5.0 out of 5 stars The father hath eaten sour grapes and the children's teeth are set on edge, Dec 12 2010
By Ralph Blumenau - Published on Amazon.com
This review is from: The White Family (Paperback)
Alfred White is seriously ill in hospital. His family - wife and three children - come to visit, and the various chapters relate how they really feel about him. May, his wife, loves him, in part for his sense of duty, and despite his choleric and imperious temper and his crude race prejudice. Shirley, his daughter, had escaped his control at the age of nineteen after he had committed an act of violence against her. She had been driven, first, into a disastrous one-night stand; but later she had been able to make a happy marriage with a Ghanian. He had died and she was now living with a Jamaican partner. Nothing could have enraged her father more. The two sons have inherited their father's explosive temper: Darren is a successful international journalist, but is on his third bad marriage; and Dirk is a foul-mouthed failure and is as racist as his father. The sons have never dared to stand up to him.

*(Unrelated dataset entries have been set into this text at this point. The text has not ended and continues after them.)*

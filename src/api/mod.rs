//! High-level library API: load an image, sample it (crop around a point or
//! shrink to a maximum size) and render the selected figure to a PNG. Prefer
//! these entrypoints over the low-level `core` and `render` modules.
use std::path::{Path, PathBuf};

use tracing::info;

use crate::core::params::PlotParams;
use crate::core::processing::colorspace::project_to_lab;
use crate::core::processing::crop::{Cropped, crop_window};
use crate::core::processing::resize::fit_image_size;
use crate::core::raster::Raster;
use crate::error::{Error, Result};
use crate::io::load_raster;
use crate::render::{draw_channel_surfaces, draw_lab_cloud};
use crate::types::PlotKind;

const OUTPUT_SUFFIX: &str = ".plt.png";

/// Raster ready for plotting, with the source position of its first pixel
#[derive(Debug, Clone, PartialEq)]
pub struct PreparedImage {
    pub raster: Raster,
    /// `(col, row)` offset into the source image; `(0, 0)` unless cropped
    pub origin: (usize, usize),
}

impl From<Cropped> for PreparedImage {
    fn from(cropped: Cropped) -> Self {
        Self {
            raster: cropped.raster,
            origin: cropped.origin,
        }
    }
}

/// `<basename(input)>.plt.png`, relative to the current directory
pub fn output_filename(input: &Path) -> Result<PathBuf> {
    let name = input.file_name().ok_or_else(|| {
        Error::Processing(format!("Input path has no file name: {}", input.display()))
    })?;
    let mut name = name.to_os_string();
    name.push(OUTPUT_SUFFIX);
    Ok(PathBuf::from(name))
}

/// Crop around `params.at` when given, otherwise shrink to the effective max size
pub fn prepare_image(raster: &Raster, params: &PlotParams) -> Result<PreparedImage> {
    match params.at {
        Some(center) => Ok(crop_window(raster, center, params.wsize)?.into()),
        None => Ok(PreparedImage {
            raster: fit_image_size(raster, params.effective_maxsize())?,
            origin: (0, 0),
        }),
    }
}

/// Render an already prepared image to `output`
pub fn plot_prepared(image: &PreparedImage, plot: PlotKind, output: &Path) -> Result<()> {
    info!(
        "Plotting {} figure of {}x{} pixels at origin {:?}",
        plot,
        image.raster.width(),
        image.raster.height(),
        image.origin
    );

    match plot {
        PlotKind::Hist => {
            let cloud = project_to_lab(&image.raster);
            draw_lab_cloud(output, &cloud).map_err(Error::external)
        }
        PlotKind::Surface => draw_channel_surfaces(output, &image.raster, image.origin, false)
            .map_err(Error::external),
        PlotKind::Contour => draw_channel_surfaces(output, &image.raster, image.origin, true)
            .map_err(Error::external),
    }
}

/// Load `input`, sample it and write the figure. Returns the written path, which
/// is `output` when given and [`output_filename`] otherwise.
pub fn plot_image_to_path(
    input: &Path,
    output: Option<&Path>,
    params: &PlotParams,
) -> Result<PathBuf> {
    params.validate()?;
    let output = match output {
        Some(path) => path.to_path_buf(),
        None => output_filename(input)?,
    };

    let raster = load_raster(input)?;
    let prepared = prepare_image(&raster, params)?;
    plot_prepared(&prepared, params.plot, &output)?;

    info!("Saved figure to {:?}", output);
    Ok(output)
}
//! Core building blocks: the `Raster` pixel grid, plot parameters and the pure
//! transforms (resize, crop, color-space projection, contours). These are
//! internal primitives consumed by the high-level `api` module.
pub mod params;
pub mod processing;
pub mod raster;
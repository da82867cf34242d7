use std::ops::Range;

use ndarray::{Array3, ArrayView2, Axis, s};

/// 8-bit RGB pixel grid stored as `(rows, cols, channel)`.
#[derive(Debug, Clone, PartialEq)]
pub struct Raster {
    data: Array3<u8>,
}

impl Raster {
    pub const CHANNELS: usize = 3;

    /// Wrap an array of shape `(rows, cols, 3)`.
    pub fn new(data: Array3<u8>) -> Result<Self, String> {
        let (_, _, channels) = data.dim();
        if channels != Self::CHANNELS {
            return Err(format!(
                "expected {} channels, got {}",
                Self::CHANNELS,
                channels
            ));
        }
        Ok(Self { data })
    }

    /// Build from an interleaved RGB buffer in row-major order.
    pub fn from_rgb_vec(cols: usize, rows: usize, rgb: Vec<u8>) -> Result<Self, String> {
        let data = Array3::from_shape_vec((rows, cols, Self::CHANNELS), rgb)
            .map_err(|e| e.to_string())?;
        Ok(Self { data })
    }

    pub fn width(&self) -> usize {
        self.data.dim().1
    }

    pub fn height(&self) -> usize {
        self.data.dim().0
    }

    pub fn data(&self) -> &Array3<u8> {
        &self.data
    }

    pub fn pixel(&self, row: usize, col: usize) -> [u8; 3] {
        [
            self.data[[row, col, 0]],
            self.data[[row, col, 1]],
            self.data[[row, col, 2]],
        ]
    }

    /// Intensity plane of one channel (0 = R, 1 = G, 2 = B).
    pub fn channel(&self, channel: usize) -> ArrayView2<'_, u8> {
        self.data.index_axis(Axis(2), channel)
    }

    /// Copy of the half-open region `rows x cols`.
    pub fn region(&self, rows: Range<usize>, cols: Range<usize>) -> Raster {
        Raster {
            data: self.data.slice(s![rows, cols, ..]).to_owned(),
        }
    }

    /// Interleaved RGB bytes in row-major order.
    pub fn to_rgb_vec(&self) -> Vec<u8> {
        self.data.iter().copied().collect()
    }

    /// Iterate pixels in row-major order.
    pub fn pixels(&self) -> impl Iterator<Item = [u8; 3]> + '_ {
        self.data
            .lanes(Axis(2))
            .into_iter()
            .map(|px| [px[0], px[1], px[2]])
    }
}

Alfred and May are rather lost in the modern world and, in their different ways, nostalgically look back to an older England which, in their memories at least, was more personal, more cohesive and less challenging.

While May is nearly pure goodness (her only failing a lack of courage) and Shirley is a genuine counter-point to all that racism, the men are all pretty unlikeable figures; but they are all damaged and vulnerable, and one comes to feel sorry for them all. Alfred and the children often seem consumed by hatred; but there are also moments when we see that Alfred is capable of love, and his children's attitude towards their father is also quite ambivalent; so the scenes around Alfred's hospital bed are taut with emotions. Two of the children do some very dramatic things on their way back from the hospital. The novel started rather slowly, but it steadily gathers pace, power and pathos.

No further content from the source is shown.